** The data **
.....

//! Typed async client for the Araria image-generation and fashion-AI API.
//!
//! # Overview
//! `ArariaClient` exposes one async method per remote endpoint. Each call
//! validates its payload against a declarative schema, sends exactly one
//! HTTP request and returns the response body as-is.
//!
//! # Design
//! - The endpoint table (`Endpoint`) pairs every operation with its method,
//!   path template and optional `Schema`.
//! - `Dispatcher` does the work shared by all endpoints. `build_request` and
//!   `parse_response` are pure; the network hop sits behind the `Transport`
//!   trait so tests and hosts can supply their own.
//! - Two domain errors: `ValidationError` before any I/O, `TransportError`
//!   when the exchange fails. Nothing is retried.
//! - Request events go to an injected `RequestHook`, `tracing` by default.

pub mod client;
pub mod config;
pub mod dispatcher;
pub mod endpoint;
pub mod error;
pub mod hook;
pub mod http;
pub mod schema;
pub mod schemas;
pub mod transport;
pub mod types;

pub use client::ArariaClient;
pub use config::{AuthScheme, ClientConfig, DeploymentProfile, DEFAULT_BASE_URL};
pub use dispatcher::{Dispatcher, Payload};
pub use endpoint::{Endpoint, EndpointDescriptor};
pub use error::{ArariaError, ArariaResult, FieldIssue, IssueKind, TransportError, ValidationError};
pub use hook::{Outcome, RequestEvent, RequestHook, TracingHook};
pub use http::{FileUpload, HttpMethod, HttpRequest, HttpResponse, RequestBody};
pub use schema::{FieldKind, FieldSpec, Schema};
pub use transport::{ReqwestTransport, Transport};
pub use types::*;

.....

** What is needed **
With the first line of the material as the start and the line containing "path template and" as the end, repeat that span exactly and add nothing.

** Response area **
//! Typed async client for the Araria image-generation and fashion-AI API.
//!
//! # Overview
//! `ArariaClient` exposes one async method per remote endpoint. Each call
//! validates its payload against a declarative schema, sends exactly one
//! HTTP request and returns the response body as-is.
//!
//! # Design
//! - The endpoint table (`Endpoint`) pairs every operation with its method,
//!   path template and optional `Schema`.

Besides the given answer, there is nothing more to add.